### DESCRIPTION OF THE TASK
Copy, from the entries below, each line in which the string "ComponentRegistry" appears.

### TASK DATA
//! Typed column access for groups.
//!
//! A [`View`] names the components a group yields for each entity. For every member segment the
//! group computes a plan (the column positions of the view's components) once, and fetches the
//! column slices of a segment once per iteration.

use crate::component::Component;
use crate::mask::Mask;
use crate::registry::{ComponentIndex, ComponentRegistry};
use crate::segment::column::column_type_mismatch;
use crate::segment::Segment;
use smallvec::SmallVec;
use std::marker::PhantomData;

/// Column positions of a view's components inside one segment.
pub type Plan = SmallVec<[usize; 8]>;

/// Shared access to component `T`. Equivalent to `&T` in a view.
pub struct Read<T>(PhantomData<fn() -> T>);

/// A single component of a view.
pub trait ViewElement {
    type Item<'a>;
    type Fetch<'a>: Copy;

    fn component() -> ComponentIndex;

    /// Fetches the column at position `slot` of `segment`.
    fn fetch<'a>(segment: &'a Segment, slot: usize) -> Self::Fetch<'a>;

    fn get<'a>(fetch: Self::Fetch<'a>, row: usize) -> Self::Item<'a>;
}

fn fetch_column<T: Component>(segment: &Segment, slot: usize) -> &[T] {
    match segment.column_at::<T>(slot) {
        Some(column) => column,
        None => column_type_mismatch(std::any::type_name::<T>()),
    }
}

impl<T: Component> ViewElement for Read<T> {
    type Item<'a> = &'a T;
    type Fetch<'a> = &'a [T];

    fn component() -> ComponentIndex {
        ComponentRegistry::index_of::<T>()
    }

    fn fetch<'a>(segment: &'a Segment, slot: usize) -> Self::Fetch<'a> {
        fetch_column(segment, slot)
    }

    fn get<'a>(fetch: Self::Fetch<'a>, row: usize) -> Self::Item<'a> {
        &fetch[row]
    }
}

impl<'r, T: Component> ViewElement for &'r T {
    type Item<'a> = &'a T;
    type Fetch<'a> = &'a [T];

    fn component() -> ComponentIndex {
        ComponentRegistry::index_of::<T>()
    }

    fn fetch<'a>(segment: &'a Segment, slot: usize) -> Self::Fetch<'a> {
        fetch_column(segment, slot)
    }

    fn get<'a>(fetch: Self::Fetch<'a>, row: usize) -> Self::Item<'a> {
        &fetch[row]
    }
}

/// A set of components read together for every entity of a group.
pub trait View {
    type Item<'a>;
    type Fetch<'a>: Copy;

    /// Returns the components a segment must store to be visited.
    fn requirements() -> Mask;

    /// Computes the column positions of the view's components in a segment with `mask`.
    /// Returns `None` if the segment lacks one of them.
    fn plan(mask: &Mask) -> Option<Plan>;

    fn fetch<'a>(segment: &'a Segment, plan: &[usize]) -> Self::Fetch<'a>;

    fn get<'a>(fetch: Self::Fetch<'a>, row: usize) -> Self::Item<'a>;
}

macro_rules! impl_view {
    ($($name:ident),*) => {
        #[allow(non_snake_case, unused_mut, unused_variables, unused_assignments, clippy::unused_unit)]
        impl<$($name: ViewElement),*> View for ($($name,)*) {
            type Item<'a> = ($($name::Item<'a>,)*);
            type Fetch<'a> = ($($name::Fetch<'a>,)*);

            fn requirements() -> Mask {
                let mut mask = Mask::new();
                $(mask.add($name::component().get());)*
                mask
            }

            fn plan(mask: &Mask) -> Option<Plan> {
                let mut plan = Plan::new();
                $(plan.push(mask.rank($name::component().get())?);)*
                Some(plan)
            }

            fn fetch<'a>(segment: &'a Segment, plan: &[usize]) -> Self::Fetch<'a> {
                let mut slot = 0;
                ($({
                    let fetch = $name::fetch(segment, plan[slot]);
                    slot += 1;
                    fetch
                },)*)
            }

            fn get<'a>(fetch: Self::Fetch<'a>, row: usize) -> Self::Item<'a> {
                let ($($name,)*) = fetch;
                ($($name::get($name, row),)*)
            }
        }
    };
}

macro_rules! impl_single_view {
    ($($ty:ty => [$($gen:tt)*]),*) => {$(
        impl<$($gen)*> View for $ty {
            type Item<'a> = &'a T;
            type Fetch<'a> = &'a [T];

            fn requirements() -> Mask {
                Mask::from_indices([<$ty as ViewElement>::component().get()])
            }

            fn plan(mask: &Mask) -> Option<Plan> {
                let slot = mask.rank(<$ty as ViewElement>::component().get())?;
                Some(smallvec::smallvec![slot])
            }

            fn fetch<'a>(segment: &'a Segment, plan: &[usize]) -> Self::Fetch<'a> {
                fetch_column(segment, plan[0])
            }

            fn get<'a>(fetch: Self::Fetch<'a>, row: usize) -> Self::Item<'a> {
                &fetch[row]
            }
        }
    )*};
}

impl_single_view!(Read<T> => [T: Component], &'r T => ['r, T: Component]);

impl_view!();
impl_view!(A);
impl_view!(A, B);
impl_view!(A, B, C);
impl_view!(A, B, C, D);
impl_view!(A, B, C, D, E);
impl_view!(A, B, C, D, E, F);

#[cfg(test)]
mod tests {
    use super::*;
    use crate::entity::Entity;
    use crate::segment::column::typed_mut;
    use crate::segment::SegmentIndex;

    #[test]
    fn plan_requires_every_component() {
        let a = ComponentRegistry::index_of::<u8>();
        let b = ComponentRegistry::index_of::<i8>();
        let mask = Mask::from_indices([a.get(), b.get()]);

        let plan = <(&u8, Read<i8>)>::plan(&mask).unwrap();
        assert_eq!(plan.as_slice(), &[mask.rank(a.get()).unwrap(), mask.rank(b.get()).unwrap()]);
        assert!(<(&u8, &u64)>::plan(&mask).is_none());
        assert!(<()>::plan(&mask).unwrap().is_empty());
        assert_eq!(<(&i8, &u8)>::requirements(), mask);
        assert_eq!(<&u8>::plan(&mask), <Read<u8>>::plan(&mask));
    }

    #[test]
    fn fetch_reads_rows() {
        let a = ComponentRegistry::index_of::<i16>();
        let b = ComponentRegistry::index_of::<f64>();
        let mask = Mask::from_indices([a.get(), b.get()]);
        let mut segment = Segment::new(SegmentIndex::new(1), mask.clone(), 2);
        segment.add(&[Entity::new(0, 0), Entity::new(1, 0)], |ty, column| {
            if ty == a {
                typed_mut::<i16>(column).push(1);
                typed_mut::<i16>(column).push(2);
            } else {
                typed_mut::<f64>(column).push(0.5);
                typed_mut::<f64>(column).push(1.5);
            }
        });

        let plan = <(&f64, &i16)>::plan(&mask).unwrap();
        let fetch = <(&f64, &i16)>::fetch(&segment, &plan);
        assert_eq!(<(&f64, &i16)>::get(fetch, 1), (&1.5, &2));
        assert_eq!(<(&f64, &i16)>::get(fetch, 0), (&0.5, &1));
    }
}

### SOLUTION
use crate::registry::{ComponentIndex, ComponentRegistry};
        ComponentRegistry::index_of::<T>()
        ComponentRegistry::index_of::<T>()
        let a = ComponentRegistry::index_of::<u8>();
        let b = ComponentRegistry::index_of::<i8>();
        let a = ComponentRegistry::index_of::<i16>();
        let b = ComponentRegistry::index_of::<f64>();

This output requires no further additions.